Problem/Motivation
We'd like to have the community start to test TUF via Composer directly (i.e. not via Automatic Updates). We'd also like to gather some real-world data about how much TUF metadata is being downloaded, and how is scales with the number of Drupal packages installed.
Steps to reproduce
First off, thank you for helping to test the new TUF-secured infrastructure on drupal.org. By doing so, you are helping to ensure the stability of these new systems, and providing valuable feedback that will guide future plans for improvements.
Before you start, you'll need a Drupal project where you can run Composer at the command-line. Ideally, you can test this on one or more existing projects, because we're looking for feedback on real-world scenarios. If not, see the
Drupal installation documentation →
for how to get setup.
The first step is to add the PHP-TUF Composer Integration Plugin, and authorize Composer to run it. From the root of your project, run the following:
composer config allow-plugins.php-tuf/composer-integration true
composer require php-tuf/composer-integration:dev-main --dev
Next, you will need to configure Composer to enable TUF protection for the Drupal package repository:
composer tuf:protect https://packages.drupal.org/8
Then, add the signed repository for Drupal core (and related projects) and enable TUF protection for it too:
composer config repositories.drupal-core composer https://packagist-signed.drupalcode.org
composer tuf:protect https://packagist-signed.drupalcode.org
Finally, download the initial root metadata for these two repos:
mkdir tuf
wget https://packages.drupal.org/8/metadata/1.root.json -O tuf/packages.drupal.org.json
wget https://packagist-signed.drupalcode.org/metadata/1.root.json -O tuf/packagist-signed.drupalcode.org.json
Finally, update Composer dependencies:
composer -vv update
You should see the following in the output:
```
[TUF] Packages from https://packages.drupal.org/8 are verified by TUF. This may impact performance.
[TUF] Packages from https://packagist-signed.drupalcode.org are verified by TUF. This may impact performance.
Authenticity of packages from https://asset-packagist.org are not verified by TUF.
Authenticity of packages from https://repo.packagist.org are not verified by TUF.
```
If you see any errors, please immediately
file a bug report →
on the "drupal.org infrastructure" project, using the "Packaging" component.
Remaining tasks
We're trying to gather some performance metrics as well. If you'd like to help with this, please follow the steps below, and report the results.

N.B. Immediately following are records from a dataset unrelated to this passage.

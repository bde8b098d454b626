use std::io::Write;
use std::time::{Duration, Instant};

use anyhow::Result;
use recap_core::{update, AppState, JobForm, Msg, Phase, SessionId};
use recap_engine::EngineEvent;
use recap_logging::{recap_debug, recap_error, recap_info, recap_warn};

use crate::effects::{map_event, Backend};
use crate::render::Renderer;
use crate::session;

const POLL_INTERVAL: Duration = Duration::from_millis(100);
const CLEANUP_WAIT: Duration = Duration::from_secs(20);
const ENGINE_STOPPED_MESSAGE: &str = "Lost contact with the background worker.";

/// How a run ended, for the process exit code.
#[derive(Debug, Clone, Copy, PartialEq, Eq)]
pub enum Outcome {
    Completed,
    Failed,
    Rejected,
}

pub struct App<W: Write, B: Backend> {
    state: AppState,
    backend: B,
    renderer: Renderer<W>,
}

impl<W: Write, B: Backend> App<W, B> {
    pub fn new(backend: B, renderer: Renderer<W>) -> Self {
        Self {
            state: AppState::new(),
            backend,
            renderer,
        }
    }

    /// Submits `form` and drives the job to completion or failure.
    pub fn run(&mut self, form: JobForm, cleanup: bool) -> Result<Outcome> {
        let (session_id, started_at) = session::new_session();
        self.dispatch(Msg::SubmitClicked {
            form,
            session_id: session_id.clone(),
            started_at,
        })?;
        if self.state.phase() == Phase::Idle {
            return Ok(Outcome::Rejected);
        }

        while matches!(self.state.phase(), Phase::Submitting | Phase::Streaming) {
            let event = match self.backend.next_event(POLL_INTERVAL) {
                Ok(Some(event)) => event,
                Ok(None) => continue,
                Err(err) => {
                    recap_error!(session: session_id; "{}", err);
                    self.dispatch(Msg::ProcessingFailed {
                        session_id: session_id.clone(),
                        message: ENGINE_STOPPED_MESSAGE.to_string(),
                    })?;
                    break;
                }
            };
            if let EngineEvent::CleanupFinished { session_id, .. } = &event {
                recap_debug!(session: session_id; "ignoring cleanup result while job runs");
                continue;
            }
            if let Some(msg) = map_event(event) {
                self.dispatch(msg)?;
            }
        }

        let outcome = match self.state.phase() {
            Phase::Completed => {
                let scenes = self.state.result().map_or(0, |result| result.scenes.len());
                for index in 0..scenes {
                    self.dispatch(Msg::SceneSelected(index))?;
                }
                recap_info!(session: session_id; "job completed with {} scenes", scenes);
                Outcome::Completed
            }
            _ => {
                self.dispatch(Msg::BackClicked)?;
                recap_warn!(session: session_id; "job failed");
                Outcome::Failed
            }
        };

        if cleanup {
            self.dispatch(Msg::ResetClicked)?;
            self.await_cleanup(&session_id);
        }
        Ok(outcome)
    }

    fn dispatch(&mut self, msg: Msg) -> Result<()> {
        let state = std::mem::take(&mut self.state);
        let (mut state, effects) = update(state, msg);
        if state.consume_dirty() {
            self.renderer.render(&state.view())?;
        }
        self.state = state;
        self.backend.execute(effects);
        Ok(())
    }

    fn await_cleanup(&self, session_id: &SessionId) {
        let deadline = Instant::now() + CLEANUP_WAIT;
        while Instant::now() < deadline {
            match self.backend.next_event(POLL_INTERVAL) {
                Ok(Some(EngineEvent::CleanupFinished {
                    session_id: finished,
                    result,
                })) if &finished == session_id => {
                    match result {
                        Ok(()) => recap_info!(session: finished; "cleanup finished"),
                        Err(err) => recap_warn!(session: finished; "cleanup failed: {}", err),
                    }
                    return;
                }
                Ok(_) => {}
                Err(err) => {
                    recap_warn!(session: session_id; "no cleanup result: {}", err);
                    return;
                }
            }
        }
        recap_warn!(session: session_id; "no cleanup result within {:?}", CLEANUP_WAIT);
    }

    #[cfg(test)]
    fn into_parts(self) -> (B, W) {
        (self.backend, self.renderer.into_inner())
    }
}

First, we'd like to know how many Drupal packages (modules, themes, etc.) your project is using:
$ composer show | grep drupal/ | wc -l
15
Second, we'd like to know how much TUF metadata was downloaded to cover those packages.
$ du -sh vendor/composer/tuf
2.9M vendor/composer/tuf
To report the results, add a comment below. This can be as simple as:
Packages: 15
TUF metadata: 2.9M
Thank you again for helping to test the new TUF-secured infrastructure on drupal.org.